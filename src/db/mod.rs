mod stock_repo;
mod vegetable_repo;

pub use stock_repo::{RemoveOutcome, ReplaceOutcome, StockError, StockRepository, UpsertOutcome};
pub use vegetable_repo::VegetableRepository;

use chrono::{DateTime, SecondsFormat, Utc};
use sqlx::sqlite::{SqliteConnectOptions, SqliteJournalMode, SqlitePool, SqlitePoolOptions};
use std::path::Path;
use std::str::FromStr;
use std::time::Duration;

/// Initialize the database connection pool and run migrations
pub async fn init_db(path: &Path) -> Result<SqlitePool, sqlx::Error> {
    // Ensure parent directory exists
    if let Some(parent) = path.parent() {
        std::fs::create_dir_all(parent)?;
    }

    let db_url = format!("sqlite:{}?mode=rwc", path.display());

    let options = SqliteConnectOptions::from_str(&db_url)?
        .foreign_keys(true)
        .journal_mode(SqliteJournalMode::Wal)
        .busy_timeout(Duration::from_secs(5))
        .create_if_missing(true);

    let pool = SqlitePoolOptions::new()
        .max_connections(5)
        .connect_with(options)
        .await?;

    sqlx::migrate!("./migrations").run(&pool).await?;

    tracing::debug!("Database ready at {}", path.display());
    Ok(pool)
}

fn encode_timestamp(ts: &DateTime<Utc>) -> String {
    ts.to_rfc3339_opts(SecondsFormat::Micros, true)
}

fn decode_timestamp(raw: &str) -> Result<DateTime<Utc>, sqlx::Error> {
    DateTime::parse_from_rfc3339(raw)
        .map(|dt| dt.with_timezone(&Utc))
        .map_err(|e| sqlx::Error::Decode(Box::new(e)))
}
────
> _REQUIRED ACTION_:
From the first line to the last, retype the records exactly.

> _FINISHED EXERCISE_:
filename src/db/mod.rs
mod stock_repo;
mod vegetable_repo;

pub use stock_repo::{RemoveOutcome, ReplaceOutcome, StockError, StockRepository, UpsertOutcome};
pub use vegetable_repo::VegetableRepository;

use chrono::{DateTime, SecondsFormat, Utc};
use sqlx::sqlite::{SqliteConnectOptions, SqliteJournalMode, SqlitePool, SqlitePoolOptions};
use std::path::Path;
use std::str::FromStr;
use std::time::Duration;

/// Initialize the database connection pool and run migrations
pub async fn init_db(path: &Path) -> Result<SqlitePool, sqlx::Error> {
    // Ensure parent directory exists
    if let Some(parent) = path.parent() {
        std::fs::create_dir_all(parent)?;
    }

    let db_url = format!("sqlite:{}?mode=rwc", path.display());

    let options = SqliteConnectOptions::from_str(&db_url)?
        .foreign_keys(true)
        .journal_mode(SqliteJournalMode::Wal)
        .busy_timeout(Duration::from_secs(5))
        .create_if_missing(true);

    let pool = SqlitePoolOptions::new()
        .max_connections(5)
        .connect_with(options)
        .await?;

    sqlx::migrate!("./migrations").run(&pool).await?;

    tracing::debug!("Database ready at {}", path.display());
    Ok(pool)
}

fn encode_timestamp(ts: &DateTime<Utc>) -> String {
    ts.to_rfc3339_opts(SecondsFormat::Micros, true)
}

fn decode_timestamp(raw: &str) -> Result<DateTime<Utc>, sqlx::Error> {
    DateTime::parse_from_rfc3339(raw)
        .map(|dt| dt.with_timezone(&Utc))
        .map_err(|e| sqlx::Error::Decode(Box::new(e)))
}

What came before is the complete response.